── Given information
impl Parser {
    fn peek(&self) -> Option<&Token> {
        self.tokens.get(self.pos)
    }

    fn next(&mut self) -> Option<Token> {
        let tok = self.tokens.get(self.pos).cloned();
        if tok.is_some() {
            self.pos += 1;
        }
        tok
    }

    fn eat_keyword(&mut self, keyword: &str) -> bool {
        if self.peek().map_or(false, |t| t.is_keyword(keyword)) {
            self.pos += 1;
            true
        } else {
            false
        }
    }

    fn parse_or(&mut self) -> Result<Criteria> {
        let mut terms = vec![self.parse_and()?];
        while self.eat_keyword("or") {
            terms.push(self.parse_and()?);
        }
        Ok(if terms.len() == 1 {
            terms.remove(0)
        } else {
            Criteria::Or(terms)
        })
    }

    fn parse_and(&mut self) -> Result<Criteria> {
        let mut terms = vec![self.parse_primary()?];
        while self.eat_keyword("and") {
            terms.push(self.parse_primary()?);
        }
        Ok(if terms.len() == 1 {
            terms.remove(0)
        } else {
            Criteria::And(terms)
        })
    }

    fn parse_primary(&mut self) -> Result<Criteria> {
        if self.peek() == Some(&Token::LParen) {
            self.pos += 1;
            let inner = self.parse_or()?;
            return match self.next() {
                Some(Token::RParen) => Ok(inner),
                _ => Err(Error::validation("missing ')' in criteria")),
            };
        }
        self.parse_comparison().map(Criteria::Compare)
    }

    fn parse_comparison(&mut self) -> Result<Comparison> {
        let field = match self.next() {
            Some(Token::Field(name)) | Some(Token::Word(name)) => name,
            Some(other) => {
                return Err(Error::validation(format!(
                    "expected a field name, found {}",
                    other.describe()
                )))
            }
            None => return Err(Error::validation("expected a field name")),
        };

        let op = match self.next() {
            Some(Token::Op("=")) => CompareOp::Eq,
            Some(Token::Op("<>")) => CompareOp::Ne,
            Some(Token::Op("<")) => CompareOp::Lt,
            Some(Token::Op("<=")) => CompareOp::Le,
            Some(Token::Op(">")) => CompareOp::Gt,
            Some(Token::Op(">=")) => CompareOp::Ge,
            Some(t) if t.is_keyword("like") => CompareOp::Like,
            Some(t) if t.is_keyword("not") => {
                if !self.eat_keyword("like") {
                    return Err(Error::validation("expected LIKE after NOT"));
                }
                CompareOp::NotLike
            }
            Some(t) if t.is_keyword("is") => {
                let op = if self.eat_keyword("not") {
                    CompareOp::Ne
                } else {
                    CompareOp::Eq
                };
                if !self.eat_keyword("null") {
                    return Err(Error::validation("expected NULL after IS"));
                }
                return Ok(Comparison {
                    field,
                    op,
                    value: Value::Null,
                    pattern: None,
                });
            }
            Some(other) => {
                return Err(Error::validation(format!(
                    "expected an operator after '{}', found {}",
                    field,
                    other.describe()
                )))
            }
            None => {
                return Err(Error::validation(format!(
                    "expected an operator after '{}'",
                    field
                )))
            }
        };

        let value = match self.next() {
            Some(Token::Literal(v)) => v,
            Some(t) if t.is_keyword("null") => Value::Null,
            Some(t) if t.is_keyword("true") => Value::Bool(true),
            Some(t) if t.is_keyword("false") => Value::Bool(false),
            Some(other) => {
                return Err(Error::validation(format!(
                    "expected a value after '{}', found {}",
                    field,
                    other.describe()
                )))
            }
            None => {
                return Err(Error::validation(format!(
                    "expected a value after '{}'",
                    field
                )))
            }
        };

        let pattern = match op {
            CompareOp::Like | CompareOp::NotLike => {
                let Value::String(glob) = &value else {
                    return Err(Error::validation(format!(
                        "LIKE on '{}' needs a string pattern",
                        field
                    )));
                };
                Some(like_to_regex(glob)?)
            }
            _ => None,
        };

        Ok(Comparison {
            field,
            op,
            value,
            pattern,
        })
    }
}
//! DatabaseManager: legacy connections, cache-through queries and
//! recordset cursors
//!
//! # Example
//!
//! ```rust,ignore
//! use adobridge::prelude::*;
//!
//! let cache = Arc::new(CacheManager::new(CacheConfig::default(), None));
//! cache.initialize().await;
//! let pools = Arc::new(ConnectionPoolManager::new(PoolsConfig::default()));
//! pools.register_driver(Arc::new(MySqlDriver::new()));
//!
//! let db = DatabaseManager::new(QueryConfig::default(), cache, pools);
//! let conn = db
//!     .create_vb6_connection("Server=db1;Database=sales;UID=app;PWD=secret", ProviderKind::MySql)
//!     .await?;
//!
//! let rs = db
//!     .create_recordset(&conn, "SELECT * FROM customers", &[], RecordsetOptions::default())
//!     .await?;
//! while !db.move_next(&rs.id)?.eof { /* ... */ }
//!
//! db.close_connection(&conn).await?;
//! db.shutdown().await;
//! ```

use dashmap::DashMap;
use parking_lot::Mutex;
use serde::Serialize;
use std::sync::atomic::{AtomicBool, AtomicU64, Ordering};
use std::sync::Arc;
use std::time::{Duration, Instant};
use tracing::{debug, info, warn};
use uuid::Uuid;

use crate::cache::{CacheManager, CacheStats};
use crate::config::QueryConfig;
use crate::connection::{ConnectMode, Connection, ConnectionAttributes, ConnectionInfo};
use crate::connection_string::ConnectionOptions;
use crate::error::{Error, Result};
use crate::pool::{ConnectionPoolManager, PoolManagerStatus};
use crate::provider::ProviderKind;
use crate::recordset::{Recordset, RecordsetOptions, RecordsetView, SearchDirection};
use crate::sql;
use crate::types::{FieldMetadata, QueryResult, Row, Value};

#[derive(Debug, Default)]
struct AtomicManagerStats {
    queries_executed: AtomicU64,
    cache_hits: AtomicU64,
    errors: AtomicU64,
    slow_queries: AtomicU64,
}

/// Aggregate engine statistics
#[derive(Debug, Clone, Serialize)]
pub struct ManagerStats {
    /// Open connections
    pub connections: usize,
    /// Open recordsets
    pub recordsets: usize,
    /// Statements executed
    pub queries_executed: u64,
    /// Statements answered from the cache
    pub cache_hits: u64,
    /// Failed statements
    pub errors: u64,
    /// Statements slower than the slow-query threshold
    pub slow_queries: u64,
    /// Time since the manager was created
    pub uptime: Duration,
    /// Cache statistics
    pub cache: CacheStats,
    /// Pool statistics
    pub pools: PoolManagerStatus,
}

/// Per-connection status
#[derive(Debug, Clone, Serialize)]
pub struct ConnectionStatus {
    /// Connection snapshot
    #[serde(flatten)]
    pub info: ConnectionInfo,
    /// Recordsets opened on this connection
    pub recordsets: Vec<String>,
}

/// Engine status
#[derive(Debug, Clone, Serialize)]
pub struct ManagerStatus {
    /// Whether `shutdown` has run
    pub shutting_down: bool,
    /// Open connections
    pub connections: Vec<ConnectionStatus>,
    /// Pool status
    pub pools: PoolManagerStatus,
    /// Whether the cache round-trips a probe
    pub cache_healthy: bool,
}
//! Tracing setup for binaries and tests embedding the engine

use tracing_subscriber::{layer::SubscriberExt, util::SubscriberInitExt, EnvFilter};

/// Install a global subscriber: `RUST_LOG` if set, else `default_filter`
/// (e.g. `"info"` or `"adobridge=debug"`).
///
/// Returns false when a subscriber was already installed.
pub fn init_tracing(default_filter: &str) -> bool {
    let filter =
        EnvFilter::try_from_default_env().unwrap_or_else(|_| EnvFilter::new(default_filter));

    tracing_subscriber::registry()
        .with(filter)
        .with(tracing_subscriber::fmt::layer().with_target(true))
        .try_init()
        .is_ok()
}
────
• **Exercise prompt**:
Transcribe the data above in its entirety, exactly.

• **Solution**:
impl Parser {
    fn peek(&self) -> Option<&Token> {
        self.tokens.get(self.pos)
    }

    fn next(&mut self) -> Option<Token> {
        let tok = self.tokens.get(self.pos).cloned();
        if tok.is_some() {
            self.pos += 1;
        }
        tok
    }

    fn eat_keyword(&mut self, keyword: &str) -> bool {
        if self.peek().map_or(false, |t| t.is_keyword(keyword)) {
            self.pos += 1;
            true
        } else {
            false
        }
    }

    fn parse_or(&mut self) -> Result<Criteria> {
        let mut terms = vec![self.parse_and()?];
        while self.eat_keyword("or") {
            terms.push(self.parse_and()?);
        }
        Ok(if terms.len() == 1 {
            terms.remove(0)
        } else {
            Criteria::Or(terms)
        })
    }

    fn parse_and(&mut self) -> Result<Criteria> {
        let mut terms = vec![self.parse_primary()?];
        while self.eat_keyword("and") {
            terms.push(self.parse_primary()?);
        }
        Ok(if terms.len() == 1 {
            terms.remove(0)
        } else {
            Criteria::And(terms)
        })
    }

    fn parse_primary(&mut self) -> Result<Criteria> {
        if self.peek() == Some(&Token::LParen) {
            self.pos += 1;
            let inner = self.parse_or()?;
            return match self.next() {
                Some(Token::RParen) => Ok(inner),
                _ => Err(Error::validation("missing ')' in criteria")),
            };
        }
        self.parse_comparison().map(Criteria::Compare)
    }

    fn parse_comparison(&mut self) -> Result<Comparison> {
        let field = match self.next() {
            Some(Token::Field(name)) | Some(Token::Word(name)) => name,
            Some(other) => {
                return Err(Error::validation(format!(
                    "expected a field name, found {}",
                    other.describe()
                )))
            }
            None => return Err(Error::validation("expected a field name")),
        };

        let op = match self.next() {
            Some(Token::Op("=")) => CompareOp::Eq,
            Some(Token::Op("<>")) => CompareOp::Ne,
            Some(Token::Op("<")) => CompareOp::Lt,
            Some(Token::Op("<=")) => CompareOp::Le,
            Some(Token::Op(">")) => CompareOp::Gt,
            Some(Token::Op(">=")) => CompareOp::Ge,
            Some(t) if t.is_keyword("like") => CompareOp::Like,
            Some(t) if t.is_keyword("not") => {
                if !self.eat_keyword("like") {
                    return Err(Error::validation("expected LIKE after NOT"));
                }
                CompareOp::NotLike
            }
            Some(t) if t.is_keyword("is") => {
                let op = if self.eat_keyword("not") {
                    CompareOp::Ne
                } else {
                    CompareOp::Eq
                };
                if !self.eat_keyword("null") {
                    return Err(Error::validation("expected NULL after IS"));
                }
                return Ok(Comparison {
                    field,
                    op,
                    value: Value::Null,
                    pattern: None,
                });
            }
            Some(other) => {
                return Err(Error::validation(format!(
                    "expected an operator after '{}', found {}",
                    field,
                    other.describe()
                )))
            }
            None => {
                return Err(Error::validation(format!(
                    "expected an operator after '{}'",
                    field
                )))
            }
        };

        let value = match self.next() {
            Some(Token::Literal(v)) => v,
            Some(t) if t.is_keyword("null") => Value::Null,
            Some(t) if t.is_keyword("true") => Value::Bool(true),
            Some(t) if t.is_keyword("false") => Value::Bool(false),
            Some(other) => {
                return Err(Error::validation(format!(
                    "expected a value after '{}', found {}",
                    field,
                    other.describe()
                )))
            }
            None => {
                return Err(Error::validation(format!(
                    "expected a value after '{}'",
                    field
                )))
            }
        };

        let pattern = match op {
            CompareOp::Like | CompareOp::NotLike => {
                let Value::String(glob) = &value else {
                    return Err(Error::validation(format!(
                        "LIKE on '{}' needs a string pattern",
                        field
                    )));
                };
                Some(like_to_regex(glob)?)
            }
            _ => None,
        };

        Ok(Comparison {
            field,
            op,
            value,
            pattern,
        })
    }
}
//! DatabaseManager: legacy connections, cache-through queries and
//! recordset cursors
//!
//! # Example
//!
//! ```rust,ignore
//! use adobridge::prelude::*;
//!
//! let cache = Arc::new(CacheManager::new(CacheConfig::default(), None));
//! cache.initialize().await;
//! let pools = Arc::new(ConnectionPoolManager::new(PoolsConfig::default()));
//! pools.register_driver(Arc::new(MySqlDriver::new()));
//!
//! let db = DatabaseManager::new(QueryConfig::default(), cache, pools);
//! let conn = db
//!     .create_vb6_connection("Server=db1;Database=sales;UID=app;PWD=secret", ProviderKind::MySql)
//!     .await?;
//!
//! let rs = db
//!     .create_recordset(&conn, "SELECT * FROM customers", &[], RecordsetOptions::default())
//!     .await?;
//! while !db.move_next(&rs.id)?.eof { /* ... */ }
//!
//! db.close_connection(&conn).await?;
//! db.shutdown().await;
//! ```

use dashmap::DashMap;
use parking_lot::Mutex;
use serde::Serialize;
use std::sync::atomic::{AtomicBool, AtomicU64, Ordering};
use std::sync::Arc;
use std::time::{Duration, Instant};
use tracing::{debug, info, warn};
use uuid::Uuid;

use crate::cache::{CacheManager, CacheStats};
use crate::config::QueryConfig;
use crate::connection::{ConnectMode, Connection, ConnectionAttributes, ConnectionInfo};
use crate::connection_string::ConnectionOptions;
use crate::error::{Error, Result};
use crate::pool::{ConnectionPoolManager, PoolManagerStatus};
use crate::provider::ProviderKind;
use crate::recordset::{Recordset, RecordsetOptions, RecordsetView, SearchDirection};
use crate::sql;
use crate::types::{FieldMetadata, QueryResult, Row, Value};

#[derive(Debug, Default)]
struct AtomicManagerStats {
    queries_executed: AtomicU64,
    cache_hits: AtomicU64,
    errors: AtomicU64,
    slow_queries: AtomicU64,
}

/// Aggregate engine statistics
#[derive(Debug, Clone, Serialize)]
pub struct ManagerStats {
    /// Open connections
    pub connections: usize,
    /// Open recordsets
    pub recordsets: usize,
    /// Statements executed
    pub queries_executed: u64,
    /// Statements answered from the cache
    pub cache_hits: u64,
    /// Failed statements
    pub errors: u64,
    /// Statements slower than the slow-query threshold
    pub slow_queries: u64,
    /// Time since the manager was created
    pub uptime: Duration,
    /// Cache statistics
    pub cache: CacheStats,
    /// Pool statistics
    pub pools: PoolManagerStatus,
}

/// Per-connection status
#[derive(Debug, Clone, Serialize)]
pub struct ConnectionStatus {
    /// Connection snapshot
    #[serde(flatten)]
    pub info: ConnectionInfo,
    /// Recordsets opened on this connection
    pub recordsets: Vec<String>,
}

/// Engine status
#[derive(Debug, Clone, Serialize)]
pub struct ManagerStatus {
    /// Whether `shutdown` has run
    pub shutting_down: bool,
    /// Open connections
    pub connections: Vec<ConnectionStatus>,
    /// Pool status
    pub pools: PoolManagerStatus,
    /// Whether the cache round-trips a probe
    pub cache_healthy: bool,
}
//! Tracing setup for binaries and tests embedding the engine

use tracing_subscriber::{layer::SubscriberExt, util::SubscriberInitExt, EnvFilter};

/// Install a global subscriber: `RUST_LOG` if set, else `default_filter`
/// (e.g. `"info"` or `"adobridge=debug"`).
///
/// Returns false when a subscriber was already installed.
pub fn init_tracing(default_filter: &str) -> bool {
    let filter =
        EnvFilter::try_from_default_env().unwrap_or_else(|_| EnvFilter::new(default_filter));

    tracing_subscriber::registry()
        .with(filter)
        .with(tracing_subscriber::fmt::layer().with_target(true))
        .try_init()
        .is_ok()
}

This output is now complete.